▶ **Activity**:
Your answer should be every line of the records that contains the word "excluded", copied as it stands.

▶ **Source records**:
impl Store for SqliteStore {
    fn initialize(&self) -> Result<()> {
        self.conn().execute_batch(SCHEMA)?;
        Ok(())
    }

    // Center operations

    fn create_center(&self, center: &VocationalCenter) -> Result<()> {
        let result = self.conn().execute(
            "INSERT INTO vocational_centers (id, code, name, is_active, created_at)
             VALUES (?1, ?2, ?3, ?4, ?5)",
            params![
                center.id,
                center.code,
                center.name,
                center.is_active,
                format_datetime(&center.created_at),
            ],
        );

        match result {
            Ok(_) => Ok(()),
            Err(e) if is_constraint_violation(&e) => Err(Error::AlreadyExists),
            Err(e) => Err(Error::from(e)),
        }
    }

    fn get_center(&self, id: &str) -> Result<Option<VocationalCenter>> {
        let conn = self.conn();
        conn.query_row(
            &format!("SELECT {CENTER_COLUMNS} FROM vocational_centers WHERE id = ?1"),
            params![id],
            center_from_row,
        )
        .optional()
        .map_err(Error::from)
    }

    fn get_center_by_code(&self, code: &str) -> Result<Option<VocationalCenter>> {
        let conn = self.conn();
        conn.query_row(
            &format!("SELECT {CENTER_COLUMNS} FROM vocational_centers WHERE code = ?1"),
            params![code],
            center_from_row,
        )
        .optional()
        .map_err(Error::from)
    }

    fn list_centers(&self, active_only: bool) -> Result<Vec<VocationalCenter>> {
        let conn = self.conn();
        let mut stmt = conn.prepare(&format!(
            "SELECT {CENTER_COLUMNS} FROM vocational_centers
             WHERE (?1 = 0 OR is_active = 1) ORDER BY code"
        ))?;

        let rows = stmt.query_map(params![active_only], center_from_row)?;

        rows.collect::<std::result::Result<Vec<_>, _>>()
            .map_err(Error::from)
    }

    fn set_center_active(&self, id: &str, is_active: bool) -> Result<()> {
        let rows = self.conn().execute(
            "UPDATE vocational_centers SET is_active = ?1 WHERE id = ?2",
            params![is_active, id],
        )?;

        if rows == 0 {
            return Err(Error::NotFound);
        }
        Ok(())
    }

    // User operations

    fn create_user(&self, user: &User) -> Result<()> {
        let result = self.conn().execute(
            "INSERT INTO users (id, username, role, center_id, is_active, created_at, updated_at)
             VALUES (?1, ?2, ?3, ?4, ?5, ?6, ?7)",
            params![
                user.id,
                user.username,
                user.role.as_str(),
                user.center_id,
                user.is_active,
                format_datetime(&user.created_at),
                format_datetime(&user.updated_at),
            ],
        );

        match result {
            Ok(_) => Ok(()),
            Err(e) if is_constraint_violation(&e) => Err(Error::AlreadyExists),
            Err(e) => Err(Error::from(e)),
        }
    }

    fn get_user(&self, id: &str) -> Result<Option<User>> {
        let conn = self.conn();
        conn.query_row(
            &format!("SELECT {USER_COLUMNS} FROM users WHERE id = ?1"),
            params![id],
            user_from_row,
        )
        .optional()
        .map_err(Error::from)
    }

    fn get_user_by_username(&self, username: &str) -> Result<Option<User>> {
        let conn = self.conn();
        conn.query_row(
            &format!("SELECT {USER_COLUMNS} FROM users WHERE username = ?1"),
            params![username],
            user_from_row,
        )
        .optional()
        .map_err(Error::from)
    }

    fn list_users(&self, scope: &Scope, cursor: &str, limit: i32) -> Result<Vec<User>> {
        let predicate = scope.membership_predicate("center_id");
        let conn = self.conn();
        let mut stmt = conn.prepare(&format!(
            "SELECT {USER_COLUMNS} FROM users
             WHERE {} AND id > :cursor ORDER BY id LIMIT :limit",
            predicate.clause
        ))?;

        let mut args: Vec<(&str, &dyn ToSql)> = vec![(":cursor", &cursor), (":limit", &limit)];
        if let Some(center_id) = &predicate.center_id {
            args.push((":center_id", center_id));
        }

        let rows = stmt.query_map(args.as_slice(), user_from_row)?;

        rows.collect::<std::result::Result<Vec<_>, _>>()
            .map_err(Error::from)
    }

    fn update_user(&self, user: &User) -> Result<()> {
        let rows = self.conn().execute(
            "UPDATE users SET role = ?1, center_id = ?2, is_active = ?3, updated_at = ?4 WHERE id = ?5",
            params![
                user.role.as_str(),
                user.center_id,
                user.is_active,
                format_datetime(&Utc::now()),
                user.id,
            ],
        )?;

        if rows == 0 {
            return Err(Error::NotFound);
        }
        Ok(())
    }

    fn has_founder(&self) -> Result<bool> {
        let conn = self.conn();
        let count: i32 = conn.query_row(
            "SELECT COUNT(*) FROM users WHERE role = ?1",
            params![Role::Founder.as_str()],
            |row| row.get(0),
        )?;
        Ok(count > 0)
    }

    // Permission grant operations

    fn get_permission_grant(&self, user_id: &str, key: &str) -> Result<Option<PermissionGrant>> {
        let conn = self.conn();
        conn.query_row(
            "SELECT user_id, permission_key, allowed, created_at, updated_at
             FROM user_permissions WHERE user_id = ?1 AND permission_key = ?2",
            params![user_id, key],
            grant_from_row,
        )
        .optional()
        .map_err(Error::from)
    }

    fn list_user_grants(&self, user_id: &str) -> Result<Vec<PermissionGrant>> {
        let conn = self.conn();
        let mut stmt = conn.prepare(
            "SELECT user_id, permission_key, allowed, created_at, updated_at
             FROM user_permissions WHERE user_id = ?1 ORDER BY permission_key",
        )?;

        let rows = stmt.query_map(params![user_id], grant_from_row)?;

        rows.collect::<std::result::Result<Vec<_>, _>>()
            .map_err(Error::from)
    }

    fn list_allowed_keys(&self, user_id: &str) -> Result<BTreeSet<String>> {
        let conn = self.conn();
        let mut stmt = conn.prepare(
            "SELECT permission_key FROM user_permissions WHERE user_id = ?1 AND allowed = 1",
        )?;

        let rows = stmt.query_map(params![user_id], |row| row.get(0))?;

        rows.collect::<std::result::Result<BTreeSet<_>, _>>()
            .map_err(Error::from)
    }

    fn upsert_permission_grant(&self, grant: &PermissionGrant) -> Result<()> {
        self.conn().execute(
            "INSERT INTO user_permissions (user_id, permission_key, allowed, created_at, updated_at)
             VALUES (?1, ?2, ?3, ?4, ?5)
             ON CONFLICT (user_id, permission_key) DO UPDATE SET
                allowed = excluded.allowed,
                updated_at = excluded.updated_at",
            params![
                grant.user_id,
                grant.permission_key,
                grant.allowed,
                format_datetime(&grant.created_at),
                format_datetime(&grant.updated_at),
            ],
        )?;
        Ok(())
    }

    fn replace_grants(
        &self,
        user_id: &str,
        desired: &BTreeMap<String, bool>,
        prune: bool,
    ) -> Result<GrantDiff> {
        let now = format_datetime(&Utc::now());
        let mut conn = self.conn();
        let tx = conn.transaction_with_behavior(TransactionBehavior::Immediate)?;

        let current = {
            let mut stmt = tx.prepare(
                "SELECT user_id, permission_key, allowed, created_at, updated_at
                 FROM user_permissions WHERE user_id = ?1",
            )?;
            let rows = stmt.query_map(params![user_id], grant_from_row)?;
            rows.collect::<std::result::Result<Vec<_>, _>>()?
        };

        let mut diff = reconcile(&current, desired);
        if !prune {
            let kept = std::mem::take(&mut diff.removed);
            diff.unchanged.extend(kept);
        }

        for key in &diff.removed {
            tx.execute(
                "DELETE FROM user_permissions WHERE user_id = ?1 AND permission_key = ?2",
                params![user_id, key],
            )?;
        }

        for (key, allowed) in &diff.added {
            tx.execute(
                "INSERT INTO user_permissions (user_id, permission_key, allowed, created_at, updated_at)
                 VALUES (?1, ?2, ?3, ?4, ?4)",
                params![user_id, key, allowed, now],
            )?;
        }

        for (key, allowed) in &diff.changed {
            tx.execute(
                "UPDATE user_permissions SET allowed = ?1, updated_at = ?2
                 WHERE user_id = ?3 AND permission_key = ?4",
                params![allowed, now, user_id, key],
            )?;
        }

        tx.commit()?;
        Ok(diff)
    }

    // Token operations

    fn create_token(&self, token: &Token) -> Result<()> {
        let result = self.conn().execute(
            "INSERT INTO tokens (id, token_hash, token_lookup, user_id, session_center_id, created_at, expires_at)
             VALUES (?1, ?2, ?3, ?4, ?5, ?6, ?7)",
            params![
                token.id,
                token.token_hash,
                token.token_lookup,
                token.user_id,
                token.session_center_id,
                format_datetime(&token.created_at),
                token.expires_at.as_ref().map(format_datetime),
            ],
        );

        match result {
            Ok(_) => Ok(()),
            Err(e) if is_constraint_violation(&e) => Err(Error::TokenLookupCollision),
            Err(e) => Err(Error::from(e)),
        }
    }

    fn get_token_by_lookup(&self, lookup: &str) -> Result<Option<Token>> {
        let conn = self.conn();
        conn.query_row(
            &format!("SELECT {TOKEN_COLUMNS} FROM tokens WHERE token_lookup = ?1"),
            params![lookup],
            token_from_row,
        )
        .optional()
        .map_err(Error::from)
    }

    fn list_user_tokens(&self, user_id: &str) -> Result<Vec<Token>> {
        let conn = self.conn();
        let mut stmt = conn.prepare(&format!(
            "SELECT {TOKEN_COLUMNS} FROM tokens WHERE user_id = ?1 ORDER BY created_at DESC"
        ))?;

        let rows = stmt.query_map(params![user_id], token_from_row)?;

        rows.collect::<std::result::Result<Vec<_>, _>>()
            .map_err(Error::from)
    }

    fn delete_token(&self, id: &str) -> Result<bool> {
        let rows = self
            .conn()
            .execute("DELETE FROM tokens WHERE id = ?1", params![id])?;
        Ok(rows > 0)
    }

    fn update_token_last_used(&self, id: &str) -> Result<()> {
        self.conn().execute(
            "UPDATE tokens SET last_used_at = ?1 WHERE id = ?2",
            params![format_datetime(&Utc::now()), id],
        )?;
        Ok(())
    }

    fn set_session_center(&self, token_id: &str, center_id: Option<&str>) -> Result<()> {
        let rows = self.conn().execute(
            "UPDATE tokens SET session_center_id = ?1 WHERE id = ?2",
            params![center_id, token_id],
        )?;

        if rows == 0 {
            return Err(Error::NotFound);
        }
        Ok(())
    }

    // Item operations

    fn create_item(&self, item: &Item) -> Result<()> {
        self.conn().execute(
            "INSERT INTO items (id, center_id, name, quantity, unit, created_at, updated_at)
             VALUES (?1, ?2, ?3, ?4, ?5, ?6, ?7)",
            params![
                item.id,
                item.center_id,
                item.name,
                item.quantity,
                item.unit,
                format_datetime(&item.created_at),
                format_datetime(&item.updated_at),
            ],
        )?;
        Ok(())
    }

    fn get_item(&self, id: &str) -> Result<Option<Item>> {
        let conn = self.conn();
        conn.query_row(
            &format!("SELECT {ITEM_COLUMNS} FROM items WHERE id = ?1"),
            params![id],
            item_from_row,
        )
        .optional()
        .map_err(Error::from)
    }

    fn list_items(&self, scope: &Scope, cursor: &str, limit: i32) -> Result<Vec<Item>> {
        let predicate = scope.predicate("center_id");
        let conn = self.conn();
        let mut stmt = conn.prepare(&format!(
            "SELECT {ITEM_COLUMNS} FROM items
             WHERE {} AND id > :cursor ORDER BY id LIMIT :limit",
            predicate.clause
        ))?;

        let mut args: Vec<(&str, &dyn ToSql)> = vec![(":cursor", &cursor), (":limit", &limit)];
        if let Some(center_id) = &predicate.center_id {
            args.push((":center_id", center_id));
        }

        let rows = stmt.query_map(args.as_slice(), item_from_row)?;

        rows.collect::<std::result::Result<Vec<_>, _>>()
            .map_err(Error::from)
    }

    fn update_item(&self, item: &Item) -> Result<()> {
        let rows = self.conn().execute(
            "UPDATE items SET center_id = ?1, name = ?2, quantity = ?3, unit = ?4, updated_at = ?5
             WHERE id = ?6",
            params![
                item.center_id,
                item.name,
                item.quantity,
                item.unit,
                format_datetime(&item.updated_at),
                item.id,
            ],
        )?;

        if rows == 0 {
            return Err(Error::NotFound);
        }
        Ok(())
    }

    fn delete_item(&self, id: &str) -> Result<bool> {
        let rows = self
            .conn()
            .execute("DELETE FROM items WHERE id = ?1", params![id])?;
        Ok(rows > 0)
    }

    // Activity log

    fn record_activity(&self, entry: &ActivityLog) -> Result<()> {
        self.conn().execute(
            "INSERT INTO activity_logs (id, actor_id, action, entity_type, entity_id, detail, created_at)
             VALUES (?1, ?2, ?3, ?4, ?5, ?6, ?7)",
            params![
                entry.id,
                entry.actor_id,
                entry.action,
                entry.entity_type,
                entry.entity_id,
                entry.detail,
                format_datetime(&entry.created_at),
            ],
        )?;
        Ok(())
    }

    fn list_activity(&self, cursor: &str, limit: i32) -> Result<Vec<ActivityLog>> {
        let conn = self.conn();
        let mut stmt = conn.prepare(
            "SELECT id, actor_id, action, entity_type, entity_id, detail, created_at
             FROM activity_logs WHERE id > ?1 ORDER BY id LIMIT ?2",
        )?;

        let rows = stmt.query_map(params![cursor, limit], |row| {
            Ok(ActivityLog {
                id: row.get(0)?,
                actor_id: row.get(1)?,
                action: row.get(2)?,
                entity_type: row.get(3)?,
                entity_id: row.get(4)?,
                detail: row.get(5)?,
                created_at: parse_datetime(&row.get::<_, String>(6)?),
            })
        })?;

        rows.collect::<std::result::Result<Vec<_>, _>>()
            .map_err(Error::from)
    }
}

▶ **Expected answer**:
                allowed = excluded.allowed,
                updated_at = excluded.updated_at",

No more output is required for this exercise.